On ne voit la différence que lorsqu'elles sont nues, ce qui est normal et fréquent puisqu'elles sont modèles. Ce sont même les modèles les plus appréciées de Montmartre. À elles deux elles incarnent la perfection, mais à condition de greffer chaque moitié des deux corps. Léa a un buste parfait, un cou de cygne, des bras de sylphide. Mais des jambes affreuses, la cuisse héronnière et la fesse triste. Alors elle pose pour les bustes. C'est le haut idéal. Une sainte Agathe parfaite qui présente toujours ses seins coupés par le bourreau sur un plateau d'argent.

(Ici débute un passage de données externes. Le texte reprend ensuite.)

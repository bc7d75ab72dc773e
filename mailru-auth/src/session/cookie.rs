//! Session cookie settings and header handling

use axum::http::{header::COOKIE, HeaderMap, HeaderValue};
use serde::{Deserialize, Serialize};
use std::fmt;

use super::data::SessionId;

/// Default session cookie name
pub const SESSION_COOKIE_NAME: &str = "mailru_session";

/// `SameSite` cookie attribute
#[derive(Clone, Copy, Debug, Default, PartialEq, Eq, Serialize, Deserialize)]
#[serde(rename_all = "lowercase")]
pub enum SameSite {
    /// Never sent on cross-site requests
    Strict,
    /// Sent on top-level cross-site navigations
    #[default]
    Lax,
    /// Always sent; browsers require `Secure` with it
    None,
}

impl fmt::Display for SameSite {
    fn fmt(&self, f: &mut fmt::Formatter<'_>) -> fmt::Result {
        f.write_str(match self {
            Self::Strict => "Strict",
            Self::Lax => "Lax",
            Self::None => "None",
        })
    }
}

/// Session cookie settings
#[derive(Clone, Debug, PartialEq, Eq, Serialize, Deserialize)]
#[serde(default)]
pub struct SessionConfig {
    /// Cookie name
    pub cookie_name: String,
    /// Cookie `Path`
    pub path: String,
    /// Session lifetime, renewed on every request that writes the session
    pub max_age_secs: u64,
    /// Send the cookie over HTTPS only
    pub secure: bool,
    /// Hide the cookie from scripts
    pub http_only: bool,
    /// `SameSite` attribute; must not be `strict`, or the browser drops the
    /// cookie on the redirect back from the provider
    pub same_site: SameSite,
}

impl Default for SessionConfig {
    fn default() -> Self {
        Self {
            cookie_name: SESSION_COOKIE_NAME.to_string(),
            path: "/".to_string(),
            max_age_secs: 24 * 60 * 60,
            secure: !cfg!(debug_assertions),
            http_only: true,
            same_site: SameSite::Lax,
        }
    }
}

impl SessionConfig {
    /// Session id from the request's `Cookie` headers
    ///
    /// Malformed ids are treated as absent.
    #[must_use]
    pub fn read_cookie(&self, headers: &HeaderMap) -> Option<SessionId> {
        headers
            .get_all(COOKIE)
            .iter()
            .filter_map(|value| value.to_str().ok())
            .flat_map(|value| value.split(';'))
            .filter_map(|pair| pair.trim().split_once('='))
            .find(|(name, _)| *name == self.cookie_name)
            .and_then(|(_, id)| id.trim().parse().ok())
    }

    /// `Set-Cookie` value carrying `id`
    #[must_use]
    pub fn cookie_header(&self, id: &SessionId) -> Option<HeaderValue> {
        let mut cookie = format!(
            "{}={id}; Path={}; Max-Age={}; SameSite={}",
            self.cookie_name, self.path, self.max_age_secs, self.same_site
        );
        if self.http_only {
            cookie.push_str("; HttpOnly");
        }
        if self.secure {
            cookie.push_str("; Secure");
        }
        HeaderValue::from_str(&cookie).ok()
    }
}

Léa, l'autre, a les épaules rêches, des salières qui ravagent son décolleté, le bras étique, mais la plus somptueuse chute de reins de Montmartre, des fesses de ménade, des cuisses souples et charnues, la jambe spirituelle. Alors elle offre ses charmes à partir du nombril, et au-dessous. C'est le bas parfait. À elles deux elles sont Vénus.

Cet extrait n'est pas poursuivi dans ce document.